Oleh : Rita Kartika Syarif, S.KM., M.Kes.*
Ibu Rumah Tangga dan Pengamat Kebijakan Publik
Usaha hiburan malam diskotek termasuk bagian pariwisata yang diatur oleh undang-undang di Indonesia, sehingga keberadaannya legal selama tidak melanggar aturan. Pemerintah Provinsi Jakarta mendapat sorotan karena memberikan penghargaan Adikarya Pariwisata Kepada diskotek Colloseum. Penghargaan tersebut wujud apresiasi terhadap kontribusinya dalam pengembangan pariwisata sebagai bagian dari program prioritas pembangunan (www.liputan6.com, 18 Desember 2019). Diskotek di Indonesia merupakan salah satu tempat yang cukup banyak pekerja menggantungkan hidup di dalamnya, termasuk diskotek Colloseum. Diskotek ini dirancang oleh desainer pencahayaan terbaik dunia, dan juga termasuk dalam deretan kelab malam terbaik di dunia (https://travel.kompas.com, 17 Desember 2019).

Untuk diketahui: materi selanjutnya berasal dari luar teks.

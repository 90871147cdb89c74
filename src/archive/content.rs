// src/archive/content.rs
//! Compiled-object detection from file headers
//!
//! Only the first four bytes of a member are inspected, so classification
//! costs the same for a 1 KB script and a 500 MB shared library, and never
//! depends on the member's extension.
//!
//! References:
//! - <https://en.wikipedia.org/wiki/List_of_file_signatures>
//! - Mach-O `loader.h` / `fat.h` magic numbers
//! - <https://en.wikipedia.org/wiki/Portable_Executable>

use std::fmt;
use std::io::{self, Read};

/// Number of header bytes needed for classification
pub const HEADER_LEN: usize = 4;

// ELF (.so, .o); recorded in both byte orders
const ELF_MAGIC: [[u8; 4]; 2] = [[0x7F, b'E', b'L', b'F'], [b'F', b'L', b'E', 0x7F]];

// Mach-O (.dylib, .so on macOS)
const MACH_O_MAGIC: [[u8; 4]; 6] = [
    [0xFE, 0xED, 0xFA, 0xCE], // 32-bit, big-endian
    [0xCE, 0xFA, 0xED, 0xFE], // 32-bit, little-endian
    [0xFE, 0xED, 0xFA, 0xCF], // 64-bit, big-endian
    [0xCF, 0xFA, 0xED, 0xFE], // 64-bit, little-endian
    [0xCA, 0xFE, 0xBA, 0xBE], // fat binary
    [0xCA, 0xFE, 0xBA, 0xBF], // fat binary, 64-bit
];

// DOS MZ stub heading every PE image (.dll, .exe, .pyd)
const DOS_MZ_MAGIC: [u8; 2] = [b'M', b'Z'];

/// Kind of content detected in an archive member
#[derive(Debug, Clone, Copy, PartialEq, Eq, Hash)]
pub enum ContentFormat {
    Elf,
    MachO,
    WindowsPe,
    Other,
}

impl ContentFormat {
    /// Whether this is a compiled object (shared library, executable, ...)
    pub fn is_compiled(&self) -> bool {
        !matches!(self, Self::Other)
    }

    pub fn name(&self) -> &'static str {
        match self {
            Self::Elf => "ELF",
            Self::MachO => "Mach-O",
            Self::WindowsPe => "Windows PE",
            Self::Other => "Other",
        }
    }
}

impl fmt::Display for ContentFormat {
    fn fmt(&self, f: &mut fmt::Formatter<'_>) -> fmt::Result {
        f.write_str(self.name())
    }
}

/// Classify a member from its leading bytes.
///
/// `header` is normally [`HEADER_LEN`] bytes; shorter slices come from tiny
/// files and are matched as far as they go.
pub fn classify(header: &[u8]) -> ContentFormat {
    if header.len() >= HEADER_LEN {
        let first4 = &header[..HEADER_LEN];
        if ELF_MAGIC.iter().any(|magic| magic == first4) {
            return ContentFormat::Elf;
        }
        if MACH_O_MAGIC.iter().any(|magic| magic == first4) {
            return ContentFormat::MachO;
        }
    }
    if header.starts_with(&DOS_MZ_MAGIC) {
        return ContentFormat::WindowsPe;
    }
    ContentFormat::Other
}

/// Read at most [`HEADER_LEN`] bytes from `reader` and classify them
pub fn classify_reader<R: Read>(reader: R) -> io::Result<ContentFormat> {
    let mut header = Vec::with_capacity(HEADER_LEN);
    reader.take(HEADER_LEN as u64).read_to_end(&mut header)?;
    Ok(classify(&header))
}

#[cfg(test)]
mod tests {
    use super::*;

    #[test]
    fn test_classify_elf() {
        assert_eq!(classify(b"\x7fELF\x02\x01\x01"), ContentFormat::Elf);
        assert_eq!(classify(b"FLE\x7f"), ContentFormat::Elf);
    }

    #[test]
    fn test_classify_mach_o() {
        assert_eq!(classify(&[0xFE, 0xED, 0xFA, 0xCE]), ContentFormat::MachO);
        assert_eq!(classify(&[0xCE, 0xFA, 0xED, 0xFE]), ContentFormat::MachO);
        assert_eq!(classify(&[0xCF, 0xFA, 0xED, 0xFE, 0x07]), ContentFormat::MachO);
        assert_eq!(classify(&[0xFE, 0xED, 0xFA, 0xCF]), ContentFormat::MachO);
        assert_eq!(classify(&[0xCA, 0xFE, 0xBA, 0xBE]), ContentFormat::MachO);
        assert_eq!(classify(&[0xCA, 0xFE, 0xBA, 0xBF]), ContentFormat::MachO);
    }

    #[test]
    fn test_fat_magic_is_big_endian_only() {
        assert_eq!(classify(&[0xBE, 0xBA, 0xFE, 0xCA]), ContentFormat::Other);
    }

    #[test]
    fn test_classify_windows_pe() {
        assert_eq!(classify(b"MZ\x90\x00"), ContentFormat::WindowsPe);
        assert_eq!(classify(b"MZ"), ContentFormat::WindowsPe);
        assert_eq!(classify(b"ZM\x90\x00"), ContentFormat::Other);
    }

    #[test]
    fn test_classify_other() {
        assert_eq!(classify(b"#!/usr/bin/env python"), ContentFormat::Other);
        assert_eq!(classify(b"imp"), ContentFormat::Other);
        assert_eq!(classify(b""), ContentFormat::Other);
        assert_eq!(classify(b"\x7fEL"), ContentFormat::Other);
    }

    #[test]
    fn test_classify_reader_reads_only_header() {
        let data = b"\x7fELFtrailing bytes that do not matter".to_vec();
        let mut cursor = io::Cursor::new(data);
        assert_eq!(classify_reader(&mut cursor).unwrap(), ContentFormat::Elf);
        assert_eq!(cursor.position(), HEADER_LEN as u64);
    }

    #[test]
    fn test_is_compiled() {
        assert!(ContentFormat::Elf.is_compiled());
        assert!(ContentFormat::MachO.is_compiled());
        assert!(ContentFormat::WindowsPe.is_compiled());
        assert!(!ContentFormat::Other.is_compiled());
        assert_eq!(ContentFormat::WindowsPe.to_string(), "Windows PE");
    }
}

Ketua Gerakan Nasional Pengawal Fatwa (GNPF) Ulama Yusuf Muhammad Martak membela Pemerintah Provinsi DKI Jakarta, menurutnya tidak ada yang aneh dari pemberian penghargaan tersebut sebab tidak ada aturan yang dilanggar. (https://m.cnnindonesia.com, 15 Desember 2019). Miris, padahal dalam kacamata seorang muslim pasti sangat jelas bahwa dari sudut manapun tidak ada hal positif dari sebuah diskotek yang aktifitasnya tidak lepas dari miras, ikhtilath bahkan dekat dengan prostitusi dan maksiat lainnya.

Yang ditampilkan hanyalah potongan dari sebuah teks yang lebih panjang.